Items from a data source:
=== Section Start ===

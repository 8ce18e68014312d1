// SPDX-FileCopyrightText: 2026 Tether Contributors
// SPDX-License-Identifier: MIT OR Apache-2.0

//! Ghost-mode flag operations.
//!
//! The flag is persisted and rendered in the ghost menu; nothing else reads
//! it yet. Absent rows read as disabled.

use rusqlite::params;
use tether_core::{TetherError, UserId};

use crate::database::Database;

/// Whether ghost mode is enabled for a user. Defaults to false.
pub async fn ghost_mode(db: &Database, user: UserId) -> Result<bool, TetherError> {
    db.connection()
        .call(move |conn| {
            let mut stmt = conn.prepare("SELECT enabled FROM ghost_mode WHERE user_id = ?1")?;
            let result = stmt.query_row(params![user.0], |row| row.get::<_, i64>(0));
            match result {
                Ok(enabled) => Ok(enabled != 0),
                Err(rusqlite::Error::QueryReturnedNoRows) => Ok(false),
                Err(e) => Err(e.into()),
            }
        })
        .await
        .map_err(crate::database::map_tr_err)
}

/// Persist the ghost-mode flag for a user.
pub async fn set_ghost_mode(db: &Database, user: UserId, enabled: bool) -> Result<(), TetherError> {
    db.connection()
        .call(move |conn| {
            conn.execute(
                "INSERT OR REPLACE INTO ghost_mode (user_id, enabled) VALUES (?1, ?2)",
                params![user.0, enabled as i64],
            )?;
            Ok(())
        })
        .await
        .map_err(crate::database::map_tr_err)
}

#[cfg(test)]
mod tests {
    use super::*;
    use tempfile::tempdir;

    async fn setup_db() -> (Database, tempfile::TempDir) {
        let dir = tempdir().unwrap();
        let db_path = dir.path().join("test.db");
        let db = Database::open(db_path.to_str().unwrap()).await.unwrap();
        (db, dir)
    }

    #[tokio::test]
    async fn defaults_to_disabled() {
        let (db, _dir) = setup_db().await;
        assert!(!ghost_mode(&db, UserId(1)).await.unwrap());
        db.close().await.unwrap();
    }

    #[tokio::test]
    async fn toggle_round_trips() {
        let (db, _dir) = setup_db().await;

        set_ghost_mode(&db, UserId(1), true).await.unwrap();
        assert!(ghost_mode(&db, UserId(1)).await.unwrap());

        set_ghost_mode(&db, UserId(1), false).await.unwrap();
        assert!(!ghost_mode(&db, UserId(1)).await.unwrap());

        db.close().await.unwrap();
    }
}
// SPDX-FileCopyrightText: 2026 Tether Contributors
// SPDX-License-Identifier: MIT OR Apache-2.0

//! Test utilities for Tether: scripted mocks for the identity provider,
//! the conversation channel, and durable storage.

pub mod mock_channel;
pub mod mock_provider;
pub mod mock_storage;

pub use mock_channel::MockChannel;
pub use mock_provider::{mock_account, MockConnection, MockProvider, ProviderScript, Step};
pub use mock_storage::MemoryStorage;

=== Section End ===

Your instructions: Set the entries down again exactly, beginning with their first line and ending with the line that contains "Defaults to false."; omit all other lines.

Problem solution:
repository 8ce18e68014312d1
// SPDX-FileCopyrightText: 2026 Tether Contributors
// SPDX-License-Identifier: MIT OR Apache-2.0

//! Ghost-mode flag operations.
//!
//! The flag is persisted and rendered in the ghost menu; nothing else reads
//! it yet. Absent rows read as disabled.

use rusqlite::params;
use tether_core::{TetherError, UserId};

use crate::database::Database;

/// Whether ghost mode is enabled for a user. Defaults to false.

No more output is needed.